Conditions caused by lymphatic blockages

  1. Lymphadenopathy
  2. Lymphedema
  3. Inflammation
  4. Allergies
  5. Prostatitis
  6. Chronic sinusitis
  7. Heart disease
  8. Eczema and other skin conditions
  9. Loss of energy
  10. Fibrocystic disease
  11. Chronic fatigue
  12. Repetitive parasitic infections
  13. M.S.
  14. Edema
  15. Lupus erythematosus
  16. High blood pressure
  17. Bacterial infections
  18. Viral infections
  19. Puffy eyes
  20. Cancer
  21. Ear or balance problems
  22. Arthritis
  23. Headaches
  24. Cellulite
  25. Excessive sweating
  26. Lymphangiomatosis
  27. Castleman disease

And the list goes on…

When bacteria are recognized in the lymph fluid, the lymph nodes make more infection-fighting white blood cells, which can cause swelling. The swollen nodes can sometimes be felt in the neck, underarms and groin.
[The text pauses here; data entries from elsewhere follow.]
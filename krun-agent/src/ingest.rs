//! `ingest` mode — drain a tar of chunks plus manifest and apply it.

use std::io::Read;
use std::path::Path;

use krun_core::{layout, Manifest};

use crate::apply::{apply_manifest, sanitize_entry_path};
use crate::error::{io_err, AgentError};
use crate::mirror;
use crate::workset;

/// Read a tar stream whose entries are bare-hash chunk blobs and exactly one
/// `manifest.json`, store them in the working set, then reconstitute the
/// payload. `mirror` runs the reconciler over the result; `cleanup` removes
/// the working set afterwards.
pub fn run_ingest(
    input: impl Read,
    dest: &Path,
    cleanup: bool,
    mirror_enabled: bool,
) -> Result<(), AgentError> {
    let chunks_dir = layout::chunks_dir(dest);
    let manifest_path = layout::manifest_path(dest);

    let mut archive = tar::Archive::new(input);
    for entry in archive.entries().map_err(|e| io_err(dest, e))? {
        let mut entry = entry.map_err(|e| io_err(dest, e))?;
        let raw = entry.path().map_err(|e| io_err(dest, e))?.into_owned();

        let Some(clean) = sanitize_entry_path(&raw) else {
            tracing::warn!(name = %raw.display(), "skipping suspicious tar entry");
            continue;
        };

        let target = if clean.as_os_str() == layout::MANIFEST_FILE {
            manifest_path.clone()
        } else {
            // Chunk entries are flat; store by basename.
            match clean.file_name() {
                Some(name) => chunks_dir.join(name),
                None => continue,
            }
        };

        write_entry_atomic(&mut entry, &target)?;
    }

    tracing::info!("ingest: applying manifest");
    let manifest = Manifest::load(&manifest_path)?;
    let created = apply_manifest(&chunks_dir, dest, &manifest)?;

    if mirror_enabled {
        mirror::reconcile(dest, &created);
    }

    if cleanup {
        tracing::info!("cleaning up artifacts");
        workset::cleanup(dest);
    }

    tracing::info!("ingest completed successfully");
    Ok(())
}

/// Stream one tar entry to `target` via a uniquely named temp file and
/// rename, so partial bytes never appear under the final name.
fn write_entry_atomic(entry: &mut impl Read, target: &Path) -> Result<(), AgentError> {
    let parent = target
        .parent()
        .ok_or_else(|| io_err(target, std::io::Error::other("entry has no parent")))?;

    let mut tmp = tempfile::NamedTempFile::new_in(parent).map_err(|e| io_err(parent, e))?;
    std::io::copy(entry, &mut tmp).map_err(|e| io_err(tmp.path(), e))?;
    tmp.persist(target).map_err(|e| io_err(target, e.error))?;
    Ok(())
}

#[cfg(test)]
mod tests {
    use std::fs;

    use tempfile::TempDir;

    use super::*;

    fn tar_with(entries: &[(&str, &[u8])]) -> Vec<u8> {
        let mut builder = tar::Builder::new(Vec::new());
        for (name, body) in entries {
            let mut header = tar::Header::new_gnu();
            header.set_size(body.len() as u64);
            header.set_mode(0o644);
            // Write the raw name bytes directly: `tar`'s safe path setters
            // reject `..` components, but these tests need to construct
            // traversal entries to verify they're rejected downstream.
            let name_bytes = name.as_bytes();
            header.as_old_mut().name[..name_bytes.len()].copy_from_slice(name_bytes);
            header.set_cksum();
            builder.append(&header, *body).unwrap();
        }
        builder.into_inner().unwrap()
    }

    #[test]
    fn stores_chunks_and_manifest_from_the_stream() {
        let dest = TempDir::new().expect("dest");
        workset::ensure(dest.path()).expect("ensure");

        let bytes = tar_with(&[
            (layout::MANIFEST_FILE, br#"{"chunks":[]}"#),
            ("chunk123", b"some data"),
        ]);

        run_ingest(bytes.as_slice(), dest.path(), false, false).expect("ingest");

        assert!(layout::manifest_path(dest.path()).exists());
        assert_eq!(
            fs::read(layout::chunks_dir(dest.path()).join("chunk123")).unwrap(),
            b"some data"
        );
    }

    #[test]
    fn suspicious_entries_are_skipped() {
        let dest = TempDir::new().expect("dest");
        workset::ensure(dest.path()).expect("ensure");

        let bytes = tar_with(&[
            ("../evil", b"outside"),
            (layout::MANIFEST_FILE, br#"{"chunks":[]}"#),
        ]);

        run_ingest(bytes.as_slice(), dest.path(), false, false).expect("ingest");
        assert!(!dest.path().parent().unwrap().join("evil").exists());
    }

    #[test]
    fn cleanup_removes_the_working_set_after_apply() {
        let dest = TempDir::new().expect("dest");
        workset::ensure(dest.path()).expect("ensure");

        let bytes = tar_with(&[(layout::MANIFEST_FILE, br#"{"chunks":[]}"#)]);
        run_ingest(bytes.as_slice(), dest.path(), true, false).expect("ingest");

        assert!(!layout::manifest_path(dest.path()).exists());
        assert!(!layout::chunks_dir(dest.path()).exists());
    }

    #[test]
    fn missing_manifest_entry_fails() {
        let dest = TempDir::new().expect("dest");
        workset::ensure(dest.path()).expect("ensure");

        let bytes = tar_with(&[("deadbeef", b"chunk only")]);
        let err = run_ingest(bytes.as_slice(), dest.path(), false, false).unwrap_err();
        assert!(matches!(err, AgentError::Manifest(_)));
    }
}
The majority of enlarged lymph nodes are not dangerous; they are the body’s way of fighting off an infection, such as a viral upper respiratory infection. If the lymph nodes become significantly enlarged and persist longer than the infection, then they are more worrisome. There is no specific size cutoff, but typically nodes that persist at larger than a centimeter are more worrisome and warrant examination by a doctor.

Manual Lymphatic Drainage (MLD) massage is an effective treatment for a variety of issues including oedema, skin disorders, headache, sinus congestion, sprains and aches, stress, digestive disorders and it can be used before and after surgery to remove tissue congestion and minimize scar formation. It is particularly useful as part of post-mastectomy therapy oedema and fibrosis and relieves pain and tension.

MLD massage is not like most massages, it is very light gentle touch that encourages the movement of lymph fluids around the body and can help alleviate symptoms of many conditions. The reason for a light gentle touch is because 70% of your lymphatic system is superficial, just directly under your skin and only 2 liters of lymph runs through the subclavian vein every 24 hours which makes it a slow gentle process. With some health conditions lymph fluid can build up. Lymphatic drainage massages can benefit people with lymphedema, fibromyalgia, and other conditions to help ease this swelling and pain.